*Your goal*.
Copy out each line containing "less" from the entries below.

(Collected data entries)
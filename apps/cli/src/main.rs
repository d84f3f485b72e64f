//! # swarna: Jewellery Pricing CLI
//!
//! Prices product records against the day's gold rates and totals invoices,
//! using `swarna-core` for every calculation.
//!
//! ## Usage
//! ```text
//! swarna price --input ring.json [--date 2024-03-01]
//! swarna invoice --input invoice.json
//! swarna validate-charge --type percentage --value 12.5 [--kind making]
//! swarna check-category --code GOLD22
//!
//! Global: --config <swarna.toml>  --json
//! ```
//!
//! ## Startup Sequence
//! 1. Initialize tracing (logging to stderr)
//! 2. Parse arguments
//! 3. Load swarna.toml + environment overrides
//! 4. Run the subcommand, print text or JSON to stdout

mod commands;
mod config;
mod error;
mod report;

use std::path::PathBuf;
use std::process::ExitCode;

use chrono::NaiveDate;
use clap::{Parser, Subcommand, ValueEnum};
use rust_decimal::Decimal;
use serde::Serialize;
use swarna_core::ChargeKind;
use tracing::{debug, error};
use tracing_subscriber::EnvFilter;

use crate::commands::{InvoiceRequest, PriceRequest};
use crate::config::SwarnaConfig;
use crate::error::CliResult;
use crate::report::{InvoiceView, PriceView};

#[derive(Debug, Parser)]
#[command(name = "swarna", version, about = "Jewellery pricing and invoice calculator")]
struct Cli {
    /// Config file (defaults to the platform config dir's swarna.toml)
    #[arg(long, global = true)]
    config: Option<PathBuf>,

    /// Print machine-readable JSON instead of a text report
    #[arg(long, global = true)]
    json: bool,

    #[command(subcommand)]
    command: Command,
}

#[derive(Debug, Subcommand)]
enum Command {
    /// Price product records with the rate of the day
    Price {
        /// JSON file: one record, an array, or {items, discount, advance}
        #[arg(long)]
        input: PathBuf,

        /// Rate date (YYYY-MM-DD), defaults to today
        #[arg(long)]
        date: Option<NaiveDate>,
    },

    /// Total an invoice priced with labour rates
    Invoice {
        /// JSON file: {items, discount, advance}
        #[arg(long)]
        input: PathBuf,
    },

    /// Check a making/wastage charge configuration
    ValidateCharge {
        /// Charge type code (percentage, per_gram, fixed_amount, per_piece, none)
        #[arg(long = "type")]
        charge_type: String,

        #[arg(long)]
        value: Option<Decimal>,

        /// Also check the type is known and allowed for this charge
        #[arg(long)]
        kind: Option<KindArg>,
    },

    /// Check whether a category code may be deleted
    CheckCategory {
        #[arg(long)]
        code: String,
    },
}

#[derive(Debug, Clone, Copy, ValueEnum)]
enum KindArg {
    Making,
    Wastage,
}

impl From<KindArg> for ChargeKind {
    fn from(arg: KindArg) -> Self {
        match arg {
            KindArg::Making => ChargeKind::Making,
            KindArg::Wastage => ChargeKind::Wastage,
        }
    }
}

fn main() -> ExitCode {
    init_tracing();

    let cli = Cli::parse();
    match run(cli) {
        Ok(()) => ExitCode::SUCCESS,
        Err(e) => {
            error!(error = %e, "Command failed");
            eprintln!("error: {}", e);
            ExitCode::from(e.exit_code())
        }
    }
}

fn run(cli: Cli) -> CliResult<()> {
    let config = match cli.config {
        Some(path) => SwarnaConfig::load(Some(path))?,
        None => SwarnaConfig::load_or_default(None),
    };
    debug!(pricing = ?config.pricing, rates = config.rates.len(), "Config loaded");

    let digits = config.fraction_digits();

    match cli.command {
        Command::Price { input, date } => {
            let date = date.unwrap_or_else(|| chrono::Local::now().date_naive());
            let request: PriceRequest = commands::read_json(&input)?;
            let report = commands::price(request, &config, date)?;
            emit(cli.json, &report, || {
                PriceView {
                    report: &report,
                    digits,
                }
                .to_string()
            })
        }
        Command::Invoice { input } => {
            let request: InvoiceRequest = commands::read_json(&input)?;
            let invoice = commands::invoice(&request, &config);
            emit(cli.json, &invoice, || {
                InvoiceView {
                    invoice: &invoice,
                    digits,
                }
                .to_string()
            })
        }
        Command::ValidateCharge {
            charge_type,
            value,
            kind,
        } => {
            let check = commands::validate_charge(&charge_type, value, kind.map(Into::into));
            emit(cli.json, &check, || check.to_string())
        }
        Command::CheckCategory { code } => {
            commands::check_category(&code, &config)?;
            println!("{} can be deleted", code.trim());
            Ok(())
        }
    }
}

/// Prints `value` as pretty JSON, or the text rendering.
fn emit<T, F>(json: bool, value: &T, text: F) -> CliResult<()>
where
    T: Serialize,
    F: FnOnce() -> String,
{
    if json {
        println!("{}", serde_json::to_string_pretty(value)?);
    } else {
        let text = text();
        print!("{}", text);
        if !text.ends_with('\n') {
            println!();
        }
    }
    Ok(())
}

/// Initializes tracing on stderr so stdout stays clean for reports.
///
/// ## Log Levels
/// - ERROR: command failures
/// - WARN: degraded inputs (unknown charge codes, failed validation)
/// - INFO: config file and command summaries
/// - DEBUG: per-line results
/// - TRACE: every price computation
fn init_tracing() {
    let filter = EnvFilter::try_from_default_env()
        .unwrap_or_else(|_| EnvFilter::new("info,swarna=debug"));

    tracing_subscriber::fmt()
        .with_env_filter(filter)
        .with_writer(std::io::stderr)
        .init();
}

--

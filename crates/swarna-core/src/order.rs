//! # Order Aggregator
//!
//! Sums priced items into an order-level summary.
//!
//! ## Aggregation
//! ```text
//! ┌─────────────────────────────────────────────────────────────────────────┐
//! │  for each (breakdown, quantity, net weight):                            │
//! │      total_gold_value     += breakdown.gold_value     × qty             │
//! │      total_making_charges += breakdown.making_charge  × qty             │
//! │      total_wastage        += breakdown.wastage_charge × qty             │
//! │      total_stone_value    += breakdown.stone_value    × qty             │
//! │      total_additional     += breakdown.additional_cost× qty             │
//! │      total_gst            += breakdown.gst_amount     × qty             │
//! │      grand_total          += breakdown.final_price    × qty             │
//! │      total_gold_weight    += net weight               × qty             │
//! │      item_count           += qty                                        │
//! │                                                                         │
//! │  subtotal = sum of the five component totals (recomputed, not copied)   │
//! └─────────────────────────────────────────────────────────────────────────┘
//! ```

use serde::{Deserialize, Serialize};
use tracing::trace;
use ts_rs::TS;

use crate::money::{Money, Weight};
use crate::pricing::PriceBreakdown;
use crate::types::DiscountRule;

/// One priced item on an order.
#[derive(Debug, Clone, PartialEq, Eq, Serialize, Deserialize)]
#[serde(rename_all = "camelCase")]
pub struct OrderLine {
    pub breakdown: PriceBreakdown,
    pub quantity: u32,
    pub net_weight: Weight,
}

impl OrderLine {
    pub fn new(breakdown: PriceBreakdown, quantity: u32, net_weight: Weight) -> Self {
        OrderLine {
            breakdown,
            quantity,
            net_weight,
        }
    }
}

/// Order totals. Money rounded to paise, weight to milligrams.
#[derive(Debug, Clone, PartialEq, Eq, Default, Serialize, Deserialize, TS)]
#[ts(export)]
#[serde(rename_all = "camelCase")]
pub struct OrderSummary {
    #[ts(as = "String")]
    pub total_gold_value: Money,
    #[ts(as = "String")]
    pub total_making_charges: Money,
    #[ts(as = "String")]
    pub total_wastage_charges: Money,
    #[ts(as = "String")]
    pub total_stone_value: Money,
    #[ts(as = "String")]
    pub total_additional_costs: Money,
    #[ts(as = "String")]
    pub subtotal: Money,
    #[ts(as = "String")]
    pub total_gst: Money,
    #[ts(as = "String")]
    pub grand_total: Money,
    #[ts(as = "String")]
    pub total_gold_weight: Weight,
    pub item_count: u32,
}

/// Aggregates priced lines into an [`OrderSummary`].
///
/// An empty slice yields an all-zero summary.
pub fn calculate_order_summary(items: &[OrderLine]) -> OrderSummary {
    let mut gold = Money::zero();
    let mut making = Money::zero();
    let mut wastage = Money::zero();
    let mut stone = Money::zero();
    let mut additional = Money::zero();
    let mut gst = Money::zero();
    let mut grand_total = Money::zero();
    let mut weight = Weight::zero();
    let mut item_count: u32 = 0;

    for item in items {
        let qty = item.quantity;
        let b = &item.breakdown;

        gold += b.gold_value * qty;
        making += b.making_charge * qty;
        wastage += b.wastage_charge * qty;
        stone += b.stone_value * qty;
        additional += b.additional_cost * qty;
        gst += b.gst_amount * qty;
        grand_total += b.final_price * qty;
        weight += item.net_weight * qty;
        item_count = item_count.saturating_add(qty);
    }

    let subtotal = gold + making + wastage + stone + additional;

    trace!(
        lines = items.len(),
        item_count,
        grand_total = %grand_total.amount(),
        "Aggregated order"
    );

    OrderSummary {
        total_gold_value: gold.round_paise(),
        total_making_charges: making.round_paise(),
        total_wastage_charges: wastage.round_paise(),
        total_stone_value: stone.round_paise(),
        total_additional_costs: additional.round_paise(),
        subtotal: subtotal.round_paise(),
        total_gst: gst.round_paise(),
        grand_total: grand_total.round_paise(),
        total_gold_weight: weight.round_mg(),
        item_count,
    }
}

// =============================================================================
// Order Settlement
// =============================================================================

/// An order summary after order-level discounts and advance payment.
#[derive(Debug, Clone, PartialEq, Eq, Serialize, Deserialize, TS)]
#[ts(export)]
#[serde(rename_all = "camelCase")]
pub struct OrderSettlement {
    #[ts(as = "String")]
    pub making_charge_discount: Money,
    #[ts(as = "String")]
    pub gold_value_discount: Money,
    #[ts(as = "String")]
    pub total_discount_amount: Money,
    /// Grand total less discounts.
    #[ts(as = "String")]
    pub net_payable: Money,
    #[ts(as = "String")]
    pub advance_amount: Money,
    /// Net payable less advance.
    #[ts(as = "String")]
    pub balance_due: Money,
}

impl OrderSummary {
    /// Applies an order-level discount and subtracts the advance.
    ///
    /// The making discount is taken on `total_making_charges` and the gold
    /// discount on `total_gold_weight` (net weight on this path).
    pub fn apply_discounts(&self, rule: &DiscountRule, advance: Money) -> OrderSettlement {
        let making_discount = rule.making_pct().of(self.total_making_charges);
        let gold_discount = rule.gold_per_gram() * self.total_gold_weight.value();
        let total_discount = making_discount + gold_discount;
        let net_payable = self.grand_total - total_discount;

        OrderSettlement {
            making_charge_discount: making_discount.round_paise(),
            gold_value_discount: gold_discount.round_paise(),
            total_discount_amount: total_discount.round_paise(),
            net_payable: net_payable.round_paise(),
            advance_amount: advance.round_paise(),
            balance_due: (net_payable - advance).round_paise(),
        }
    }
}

*Response to the exercise*.
    /// Grand total less discounts.
    /// Net payable less advance.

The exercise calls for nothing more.